■ Aim of the exercise:
Lines outside the range are not wanted. Give again exactly the lines between the line holding "capability surface with" and the line holding "transport is out of", inclusive, from the listing below.

■ Excerpted data:
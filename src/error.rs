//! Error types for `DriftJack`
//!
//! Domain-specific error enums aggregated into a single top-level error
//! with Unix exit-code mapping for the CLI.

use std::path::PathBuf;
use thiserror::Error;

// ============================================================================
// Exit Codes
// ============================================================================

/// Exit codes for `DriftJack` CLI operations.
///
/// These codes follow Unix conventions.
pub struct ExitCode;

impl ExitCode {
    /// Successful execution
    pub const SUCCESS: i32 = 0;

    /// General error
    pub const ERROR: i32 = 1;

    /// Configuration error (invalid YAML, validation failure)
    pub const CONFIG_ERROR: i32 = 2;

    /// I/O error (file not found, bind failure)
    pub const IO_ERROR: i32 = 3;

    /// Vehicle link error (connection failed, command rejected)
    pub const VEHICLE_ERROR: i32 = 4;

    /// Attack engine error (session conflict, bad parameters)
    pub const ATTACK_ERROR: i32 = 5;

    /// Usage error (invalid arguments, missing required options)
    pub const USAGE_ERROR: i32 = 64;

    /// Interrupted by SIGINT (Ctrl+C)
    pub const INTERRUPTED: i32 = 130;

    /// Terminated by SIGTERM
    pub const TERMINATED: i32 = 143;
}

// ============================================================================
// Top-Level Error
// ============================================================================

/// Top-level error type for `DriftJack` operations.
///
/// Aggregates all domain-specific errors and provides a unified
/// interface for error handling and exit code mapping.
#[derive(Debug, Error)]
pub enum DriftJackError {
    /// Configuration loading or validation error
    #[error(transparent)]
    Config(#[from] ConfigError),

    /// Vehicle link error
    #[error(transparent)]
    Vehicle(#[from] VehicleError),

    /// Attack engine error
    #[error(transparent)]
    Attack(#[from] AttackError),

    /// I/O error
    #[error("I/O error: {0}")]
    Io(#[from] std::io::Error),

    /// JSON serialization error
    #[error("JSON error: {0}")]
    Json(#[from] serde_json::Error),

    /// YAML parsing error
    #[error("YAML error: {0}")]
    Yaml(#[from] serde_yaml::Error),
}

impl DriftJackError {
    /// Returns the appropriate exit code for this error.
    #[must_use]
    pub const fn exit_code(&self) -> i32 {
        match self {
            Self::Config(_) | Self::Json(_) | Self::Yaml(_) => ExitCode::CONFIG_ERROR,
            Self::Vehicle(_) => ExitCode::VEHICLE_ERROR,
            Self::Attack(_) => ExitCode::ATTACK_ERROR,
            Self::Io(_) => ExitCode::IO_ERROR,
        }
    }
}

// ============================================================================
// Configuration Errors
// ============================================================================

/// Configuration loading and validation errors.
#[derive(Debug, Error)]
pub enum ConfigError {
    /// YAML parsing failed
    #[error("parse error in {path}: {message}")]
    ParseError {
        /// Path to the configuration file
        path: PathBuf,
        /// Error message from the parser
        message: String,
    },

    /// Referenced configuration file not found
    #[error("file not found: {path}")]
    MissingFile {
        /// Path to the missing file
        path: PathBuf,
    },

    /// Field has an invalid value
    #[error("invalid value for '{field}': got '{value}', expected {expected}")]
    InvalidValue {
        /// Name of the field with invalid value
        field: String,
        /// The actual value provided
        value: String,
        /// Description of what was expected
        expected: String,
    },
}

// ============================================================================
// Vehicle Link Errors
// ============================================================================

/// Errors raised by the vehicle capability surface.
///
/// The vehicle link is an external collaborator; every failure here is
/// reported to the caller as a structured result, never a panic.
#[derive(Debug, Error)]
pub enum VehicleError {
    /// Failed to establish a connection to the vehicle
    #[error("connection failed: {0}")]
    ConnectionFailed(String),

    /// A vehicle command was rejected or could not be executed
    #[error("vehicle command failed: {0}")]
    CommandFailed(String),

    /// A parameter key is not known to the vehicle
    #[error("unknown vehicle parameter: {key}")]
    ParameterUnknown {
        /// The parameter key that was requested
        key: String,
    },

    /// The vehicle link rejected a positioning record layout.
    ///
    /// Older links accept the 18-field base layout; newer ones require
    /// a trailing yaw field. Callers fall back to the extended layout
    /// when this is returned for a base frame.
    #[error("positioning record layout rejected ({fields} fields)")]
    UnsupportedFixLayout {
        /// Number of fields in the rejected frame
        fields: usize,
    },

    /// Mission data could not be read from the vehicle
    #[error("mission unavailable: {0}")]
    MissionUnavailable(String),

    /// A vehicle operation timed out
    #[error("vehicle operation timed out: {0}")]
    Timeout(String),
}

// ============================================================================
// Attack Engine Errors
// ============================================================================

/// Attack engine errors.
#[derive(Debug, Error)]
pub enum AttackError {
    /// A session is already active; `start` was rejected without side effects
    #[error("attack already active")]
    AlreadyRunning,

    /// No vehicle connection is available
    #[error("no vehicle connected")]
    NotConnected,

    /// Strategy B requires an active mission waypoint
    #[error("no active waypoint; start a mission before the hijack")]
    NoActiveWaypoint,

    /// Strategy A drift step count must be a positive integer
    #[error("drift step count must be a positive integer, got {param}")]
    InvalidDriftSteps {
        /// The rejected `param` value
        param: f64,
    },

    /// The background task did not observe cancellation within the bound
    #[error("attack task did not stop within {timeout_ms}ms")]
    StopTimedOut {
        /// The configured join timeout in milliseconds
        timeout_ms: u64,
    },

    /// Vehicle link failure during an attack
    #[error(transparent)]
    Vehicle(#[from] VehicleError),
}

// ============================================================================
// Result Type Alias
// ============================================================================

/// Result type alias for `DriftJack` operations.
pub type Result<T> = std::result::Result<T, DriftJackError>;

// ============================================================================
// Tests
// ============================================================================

* * *

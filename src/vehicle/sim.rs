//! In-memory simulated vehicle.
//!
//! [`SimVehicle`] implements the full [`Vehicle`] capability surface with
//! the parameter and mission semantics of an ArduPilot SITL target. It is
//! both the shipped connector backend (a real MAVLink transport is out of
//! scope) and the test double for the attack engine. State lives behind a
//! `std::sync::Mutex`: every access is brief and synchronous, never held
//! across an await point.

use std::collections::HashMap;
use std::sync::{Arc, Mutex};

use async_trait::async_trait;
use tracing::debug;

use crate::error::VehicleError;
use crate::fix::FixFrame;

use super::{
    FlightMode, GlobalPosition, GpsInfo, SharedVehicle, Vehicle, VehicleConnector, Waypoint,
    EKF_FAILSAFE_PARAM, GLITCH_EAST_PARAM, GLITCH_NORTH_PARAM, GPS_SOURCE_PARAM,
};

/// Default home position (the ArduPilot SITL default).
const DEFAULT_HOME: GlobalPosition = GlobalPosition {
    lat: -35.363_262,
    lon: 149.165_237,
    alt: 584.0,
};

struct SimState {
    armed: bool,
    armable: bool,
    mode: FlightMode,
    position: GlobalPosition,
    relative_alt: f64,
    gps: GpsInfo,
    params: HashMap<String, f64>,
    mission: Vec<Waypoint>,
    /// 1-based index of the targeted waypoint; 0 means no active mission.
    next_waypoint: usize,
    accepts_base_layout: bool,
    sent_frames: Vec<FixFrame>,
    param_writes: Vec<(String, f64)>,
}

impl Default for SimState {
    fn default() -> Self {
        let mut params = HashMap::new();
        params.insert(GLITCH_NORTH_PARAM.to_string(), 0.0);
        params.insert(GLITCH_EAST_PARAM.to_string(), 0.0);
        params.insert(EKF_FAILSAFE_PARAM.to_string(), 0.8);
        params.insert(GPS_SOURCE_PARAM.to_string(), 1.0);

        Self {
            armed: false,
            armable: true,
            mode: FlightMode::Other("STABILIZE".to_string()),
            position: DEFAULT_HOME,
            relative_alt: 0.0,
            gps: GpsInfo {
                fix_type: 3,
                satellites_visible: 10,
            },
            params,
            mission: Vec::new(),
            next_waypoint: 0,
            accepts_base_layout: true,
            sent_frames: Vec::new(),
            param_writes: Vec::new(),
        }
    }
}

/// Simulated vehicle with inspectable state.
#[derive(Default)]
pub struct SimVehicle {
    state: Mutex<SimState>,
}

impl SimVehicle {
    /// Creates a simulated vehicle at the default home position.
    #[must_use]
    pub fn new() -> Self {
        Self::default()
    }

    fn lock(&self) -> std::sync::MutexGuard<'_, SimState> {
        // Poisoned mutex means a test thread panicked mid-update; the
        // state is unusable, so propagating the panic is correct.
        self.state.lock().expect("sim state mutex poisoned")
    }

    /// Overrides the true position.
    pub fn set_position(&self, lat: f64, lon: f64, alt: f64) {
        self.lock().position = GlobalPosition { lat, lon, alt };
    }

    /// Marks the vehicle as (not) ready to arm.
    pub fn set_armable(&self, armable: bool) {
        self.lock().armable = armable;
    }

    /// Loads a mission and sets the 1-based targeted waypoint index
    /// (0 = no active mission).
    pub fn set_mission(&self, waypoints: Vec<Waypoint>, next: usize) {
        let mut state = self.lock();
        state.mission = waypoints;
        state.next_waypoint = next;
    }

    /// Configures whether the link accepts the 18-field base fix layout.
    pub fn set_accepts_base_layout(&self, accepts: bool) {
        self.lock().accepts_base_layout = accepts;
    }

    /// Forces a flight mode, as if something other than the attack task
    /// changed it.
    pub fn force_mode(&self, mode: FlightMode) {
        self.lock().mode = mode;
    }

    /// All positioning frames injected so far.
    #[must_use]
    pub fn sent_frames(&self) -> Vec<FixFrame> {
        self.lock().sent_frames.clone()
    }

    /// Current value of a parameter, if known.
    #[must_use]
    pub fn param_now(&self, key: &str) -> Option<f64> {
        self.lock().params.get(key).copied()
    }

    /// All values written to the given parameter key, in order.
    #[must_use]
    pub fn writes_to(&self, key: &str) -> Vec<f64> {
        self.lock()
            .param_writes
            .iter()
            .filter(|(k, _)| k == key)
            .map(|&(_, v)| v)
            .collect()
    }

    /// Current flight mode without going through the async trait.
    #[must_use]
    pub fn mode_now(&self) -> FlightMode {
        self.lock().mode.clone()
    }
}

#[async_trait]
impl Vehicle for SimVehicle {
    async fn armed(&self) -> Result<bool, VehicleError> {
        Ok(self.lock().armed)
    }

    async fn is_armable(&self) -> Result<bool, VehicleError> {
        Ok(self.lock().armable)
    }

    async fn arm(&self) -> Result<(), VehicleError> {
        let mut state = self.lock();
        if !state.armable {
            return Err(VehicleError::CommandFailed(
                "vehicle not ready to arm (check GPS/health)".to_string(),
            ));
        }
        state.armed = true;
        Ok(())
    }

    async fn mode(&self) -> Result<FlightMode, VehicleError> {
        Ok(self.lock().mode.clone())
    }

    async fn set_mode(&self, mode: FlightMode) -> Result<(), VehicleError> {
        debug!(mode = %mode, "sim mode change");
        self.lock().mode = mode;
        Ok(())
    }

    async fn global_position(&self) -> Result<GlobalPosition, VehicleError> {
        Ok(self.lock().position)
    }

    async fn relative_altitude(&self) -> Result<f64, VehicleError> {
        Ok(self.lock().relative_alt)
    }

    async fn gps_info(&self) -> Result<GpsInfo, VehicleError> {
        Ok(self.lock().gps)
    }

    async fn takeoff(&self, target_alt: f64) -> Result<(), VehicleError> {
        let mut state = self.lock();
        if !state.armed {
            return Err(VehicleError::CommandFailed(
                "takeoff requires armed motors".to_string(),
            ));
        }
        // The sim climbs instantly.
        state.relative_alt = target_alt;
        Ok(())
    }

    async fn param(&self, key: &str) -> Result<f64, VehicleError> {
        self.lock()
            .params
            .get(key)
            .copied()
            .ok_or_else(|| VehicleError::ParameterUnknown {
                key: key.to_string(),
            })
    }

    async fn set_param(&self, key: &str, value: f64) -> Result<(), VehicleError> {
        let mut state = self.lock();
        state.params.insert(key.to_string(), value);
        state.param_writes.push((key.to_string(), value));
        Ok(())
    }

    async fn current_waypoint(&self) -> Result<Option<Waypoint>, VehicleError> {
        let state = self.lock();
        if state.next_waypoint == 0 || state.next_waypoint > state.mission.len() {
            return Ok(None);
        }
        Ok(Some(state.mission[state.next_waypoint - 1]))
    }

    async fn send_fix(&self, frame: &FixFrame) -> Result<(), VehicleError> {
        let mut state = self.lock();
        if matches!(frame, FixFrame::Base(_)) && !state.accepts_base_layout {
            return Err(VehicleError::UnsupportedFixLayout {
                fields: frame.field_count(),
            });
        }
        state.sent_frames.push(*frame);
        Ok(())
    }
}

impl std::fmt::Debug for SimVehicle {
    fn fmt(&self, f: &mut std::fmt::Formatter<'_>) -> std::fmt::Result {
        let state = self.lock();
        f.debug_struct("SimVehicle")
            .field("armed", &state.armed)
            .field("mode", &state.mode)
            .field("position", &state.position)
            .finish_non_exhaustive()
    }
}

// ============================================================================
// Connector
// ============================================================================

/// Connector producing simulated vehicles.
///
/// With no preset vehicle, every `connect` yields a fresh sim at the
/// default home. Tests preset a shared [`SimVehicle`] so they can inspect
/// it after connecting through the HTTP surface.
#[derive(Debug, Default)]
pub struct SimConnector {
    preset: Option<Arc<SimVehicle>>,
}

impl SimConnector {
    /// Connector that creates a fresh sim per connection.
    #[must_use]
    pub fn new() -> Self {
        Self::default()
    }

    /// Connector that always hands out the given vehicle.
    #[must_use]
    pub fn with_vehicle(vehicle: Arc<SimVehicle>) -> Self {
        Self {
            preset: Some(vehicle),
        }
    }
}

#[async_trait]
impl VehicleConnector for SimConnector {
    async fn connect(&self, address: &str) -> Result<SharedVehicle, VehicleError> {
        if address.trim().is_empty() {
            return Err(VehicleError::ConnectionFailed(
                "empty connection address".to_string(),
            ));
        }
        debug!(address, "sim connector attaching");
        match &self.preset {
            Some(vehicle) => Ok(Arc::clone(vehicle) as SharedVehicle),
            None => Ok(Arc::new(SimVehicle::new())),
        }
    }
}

---

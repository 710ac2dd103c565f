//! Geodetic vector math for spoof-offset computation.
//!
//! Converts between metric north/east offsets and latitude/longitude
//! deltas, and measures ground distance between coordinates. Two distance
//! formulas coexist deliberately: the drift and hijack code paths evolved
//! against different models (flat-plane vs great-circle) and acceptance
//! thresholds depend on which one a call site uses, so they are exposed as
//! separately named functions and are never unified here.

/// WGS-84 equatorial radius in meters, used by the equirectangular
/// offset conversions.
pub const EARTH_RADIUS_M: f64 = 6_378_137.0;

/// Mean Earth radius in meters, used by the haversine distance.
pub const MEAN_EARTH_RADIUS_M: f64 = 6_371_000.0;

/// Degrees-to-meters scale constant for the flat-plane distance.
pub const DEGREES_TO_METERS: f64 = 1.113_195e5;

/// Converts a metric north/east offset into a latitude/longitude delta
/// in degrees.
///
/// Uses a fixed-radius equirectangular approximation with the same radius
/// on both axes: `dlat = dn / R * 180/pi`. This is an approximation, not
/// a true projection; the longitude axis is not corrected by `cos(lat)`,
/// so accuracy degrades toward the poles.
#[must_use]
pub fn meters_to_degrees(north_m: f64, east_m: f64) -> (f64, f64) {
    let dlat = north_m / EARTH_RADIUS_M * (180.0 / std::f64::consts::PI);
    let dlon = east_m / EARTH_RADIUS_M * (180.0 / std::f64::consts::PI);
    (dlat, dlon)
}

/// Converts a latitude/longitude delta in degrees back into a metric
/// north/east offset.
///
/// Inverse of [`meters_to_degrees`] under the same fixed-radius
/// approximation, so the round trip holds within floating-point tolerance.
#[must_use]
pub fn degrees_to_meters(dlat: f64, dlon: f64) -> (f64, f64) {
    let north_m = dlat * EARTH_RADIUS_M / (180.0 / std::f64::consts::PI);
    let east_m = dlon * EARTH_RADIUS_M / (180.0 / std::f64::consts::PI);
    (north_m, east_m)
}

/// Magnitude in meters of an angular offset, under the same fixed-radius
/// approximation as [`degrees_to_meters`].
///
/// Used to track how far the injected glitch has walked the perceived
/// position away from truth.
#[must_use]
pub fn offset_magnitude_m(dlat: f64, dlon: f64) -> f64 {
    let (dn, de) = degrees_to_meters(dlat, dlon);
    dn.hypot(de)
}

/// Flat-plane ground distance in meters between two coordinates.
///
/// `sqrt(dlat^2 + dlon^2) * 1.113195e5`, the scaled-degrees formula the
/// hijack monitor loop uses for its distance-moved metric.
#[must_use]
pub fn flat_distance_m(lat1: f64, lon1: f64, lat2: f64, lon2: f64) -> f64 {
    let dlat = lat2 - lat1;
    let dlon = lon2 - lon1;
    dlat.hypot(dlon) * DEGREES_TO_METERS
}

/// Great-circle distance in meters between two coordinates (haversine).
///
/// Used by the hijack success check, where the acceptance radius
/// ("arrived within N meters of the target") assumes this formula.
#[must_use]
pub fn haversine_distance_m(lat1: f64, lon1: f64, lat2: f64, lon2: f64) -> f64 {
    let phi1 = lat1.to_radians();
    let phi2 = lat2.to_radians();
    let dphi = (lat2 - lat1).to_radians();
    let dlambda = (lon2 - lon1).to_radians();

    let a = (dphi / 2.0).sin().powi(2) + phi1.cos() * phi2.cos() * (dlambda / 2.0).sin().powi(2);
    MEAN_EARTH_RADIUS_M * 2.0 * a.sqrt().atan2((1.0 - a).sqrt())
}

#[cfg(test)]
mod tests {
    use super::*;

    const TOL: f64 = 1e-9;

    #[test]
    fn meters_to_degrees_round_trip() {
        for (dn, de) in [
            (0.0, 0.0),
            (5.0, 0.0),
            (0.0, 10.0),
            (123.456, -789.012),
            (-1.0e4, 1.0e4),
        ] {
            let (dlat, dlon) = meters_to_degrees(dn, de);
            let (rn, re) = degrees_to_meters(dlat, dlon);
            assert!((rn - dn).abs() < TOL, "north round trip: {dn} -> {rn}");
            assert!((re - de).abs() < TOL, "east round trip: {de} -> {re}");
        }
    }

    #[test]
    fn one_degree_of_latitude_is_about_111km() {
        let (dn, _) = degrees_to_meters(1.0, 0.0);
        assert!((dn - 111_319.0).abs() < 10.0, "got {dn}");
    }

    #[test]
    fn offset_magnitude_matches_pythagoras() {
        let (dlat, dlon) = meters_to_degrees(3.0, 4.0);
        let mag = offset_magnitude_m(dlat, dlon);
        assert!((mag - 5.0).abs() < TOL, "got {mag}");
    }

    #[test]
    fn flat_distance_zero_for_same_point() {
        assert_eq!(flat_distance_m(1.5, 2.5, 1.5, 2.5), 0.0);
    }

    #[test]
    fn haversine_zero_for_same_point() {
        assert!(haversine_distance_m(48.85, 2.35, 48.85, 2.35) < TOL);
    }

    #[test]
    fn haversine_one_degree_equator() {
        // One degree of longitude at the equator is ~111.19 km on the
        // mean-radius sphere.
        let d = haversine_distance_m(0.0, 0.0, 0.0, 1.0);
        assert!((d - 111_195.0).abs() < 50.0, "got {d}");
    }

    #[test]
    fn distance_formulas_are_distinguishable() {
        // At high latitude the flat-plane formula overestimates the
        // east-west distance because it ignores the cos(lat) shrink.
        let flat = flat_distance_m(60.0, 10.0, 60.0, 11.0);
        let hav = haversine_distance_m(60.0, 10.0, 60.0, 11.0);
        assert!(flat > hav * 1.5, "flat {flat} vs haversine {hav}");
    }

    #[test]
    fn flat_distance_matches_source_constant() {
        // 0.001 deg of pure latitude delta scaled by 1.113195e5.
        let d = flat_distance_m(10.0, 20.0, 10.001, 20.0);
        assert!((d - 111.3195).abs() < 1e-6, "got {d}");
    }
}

■ Response:
//! [`SimVehicle`] implements the full [`Vehicle`] capability surface with
//! the parameter and mission semantics of an ArduPilot SITL target. It is
//! both the shipped connector backend (a real MAVLink transport is out of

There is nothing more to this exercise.